= What is needed =
Whenever the string "cloned" appears in a line below, please copy the line out.

(Records from a dataset)
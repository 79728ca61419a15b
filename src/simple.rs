//! Unbounded cache.
//!
//! `SimpleCache` is a hash map behind a `parking_lot::RwLock`. It never evicts,
//! so reads only need the shared lock and run in parallel with each other.
//! Use it when the working set is known to fit in memory, or as the baseline
//! the bounded policies are compared against.
//!
//! # Examples
//!
//! ```
//! use polycache::{Cache, SimpleCache};
//!
//! let sessions = SimpleCache::new();
//! sessions.set("alice", 1);
//! sessions.set("bob", 2);
//!
//! let imported = SimpleCache::new();
//! imported.set("bob", 20);
//! imported.set("carol", 30);
//!
//! sessions.merge(&imported);
//! assert_eq!(sessions.len(), 3);
//! assert_eq!(sessions.get(&"bob"), Some(20));
//! ```

use crate::cache::Cache;
use crate::metrics::{CacheMetrics, SimpleCacheMetrics};
use core::borrow::Borrow;
use core::fmt;
use core::hash::{BuildHasher, Hash};
use parking_lot::RwLock;
use std::collections::BTreeMap;
use tracing::debug;

#[cfg(feature = "hashbrown")]
use hashbrown::DefaultHashBuilder;
#[cfg(feature = "hashbrown")]
use hashbrown::HashMap;

#[cfg(not(feature = "hashbrown"))]
use std::collections::hash_map::RandomState as DefaultHashBuilder;
#[cfg(not(feature = "hashbrown"))]
use std::collections::HashMap;

/// A thread-safe, unbounded key-value cache.
pub struct SimpleCache<K, V, S = DefaultHashBuilder> {
    store: RwLock<HashMap<K, V, S>>,
    metrics: SimpleCacheMetrics,
}

impl<K, V> SimpleCache<K, V> {
    /// Creates an empty cache with the default hasher.
    pub fn new() -> Self {
        Self::with_hasher(DefaultHashBuilder::default())
    }
}

impl<K, V, S> SimpleCache<K, V, S> {
    /// Creates an empty cache that hashes keys with `hash_builder`.
    pub fn with_hasher(hash_builder: S) -> Self {
        Self {
            store: RwLock::new(HashMap::with_hasher(hash_builder)),
            metrics: SimpleCacheMetrics::default(),
        }
    }
}

impl<K, V, S> SimpleCache<K, V, S>
where
    K: Hash + Eq,
    S: BuildHasher,
{
    /// Applies `f` to the value for `key` under the read lock, without cloning.
    pub fn get_with<Q, F, R>(&self, key: &Q, f: F) -> Option<R>
    where
        K: Borrow<Q>,
        Q: ?Sized + Hash + Eq,
        F: FnOnce(&V) -> R,
    {
        let store = self.store.read();
        match store.get(key) {
            Some(value) => {
                self.metrics.record_hit();
                Some(f(value))
            }
            None => {
                self.metrics.record_miss();
                None
            }
        }
    }

    /// Copies every entry of `other` into `self`, overwriting on collision.
    ///
    /// `other` is snapshotted under its read lock before `self` is locked for
    /// writing, so two caches may be merged into each other concurrently.
    /// Merging a cache into itself does nothing.
    pub fn merge(&self, other: &Self)
    where
        K: Clone,
        V: Clone,
    {
        if core::ptr::eq(self, other) {
            return;
        }
        let incoming: Vec<(K, V)> = other
            .store
            .read()
            .iter()
            .map(|(key, value)| (key.clone(), value.clone()))
            .collect();
        let count = incoming.len();

        let mut store = self.store.write();
        for (key, value) in incoming {
            let replaced = store.insert(key, value).is_some();
            self.metrics.record_write(replaced);
        }
        debug!(merged = count, len = store.len(), "merged simple cache");
    }
}

impl<K, V, S> Cache<K, V> for SimpleCache<K, V, S>
where
    K: Hash + Eq + Clone,
    V: Clone,
    S: BuildHasher,
{
    fn len(&self) -> usize {
        self.store.read().len()
    }

    fn contains(&self, key: &K) -> bool {
        self.store.read().contains_key(key)
    }

    fn get(&self, key: &K) -> Option<V> {
        self.get_with(key, V::clone)
    }

    fn set(&self, key: K, value: V) {
        let replaced = self.store.write().insert(key, value).is_some();
        self.metrics.record_write(replaced);
    }

    fn delete(&self, key: &K) {
        self.store.write().remove(key);
    }

    fn clear(&self) {
        let mut store = self.store.write();
        let dropped = store.len();
        store.clear();
        store.shrink_to_fit();
        debug!(dropped, "cleared simple cache");
    }

    fn keys(&self) -> Vec<K> {
        self.store.read().keys().cloned().collect()
    }

    fn values(&self) -> Vec<V> {
        self.store.read().values().cloned().collect()
    }
}

impl<K, V> Default for SimpleCache<K, V> {
    fn default() -> Self {
        Self::new()
    }
}

/// Produces an independent copy of the current contents. Metrics start fresh.
impl<K, V, S> Clone for SimpleCache<K, V, S>
where
    K: Clone,
    V: Clone,
    S: Clone,
{
    fn clone(&self) -> Self {
        Self {
            store: RwLock::new(self.store.read().clone()),
            metrics: SimpleCacheMetrics::default(),
        }
    }
}

impl<K, V, S> CacheMetrics for SimpleCache<K, V, S> {
    fn metrics(&self) -> BTreeMap<String, f64> {
        self.metrics.metrics()
    }

    fn algorithm_name(&self) -> &'static str {
        self.metrics.algorithm_name()
    }
}

impl<K, V, S> fmt::Debug for SimpleCache<K, V, S> {
    fn fmt(&self, f: &mut fmt::Formatter<'_>) -> fmt::Result {
        f.debug_struct("SimpleCache")
            .field("len", &self.store.read().len())
            .finish()
    }
}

= Solution to this task =
        self.store.read().keys().cloned().collect()
        self.store.read().values().cloned().collect()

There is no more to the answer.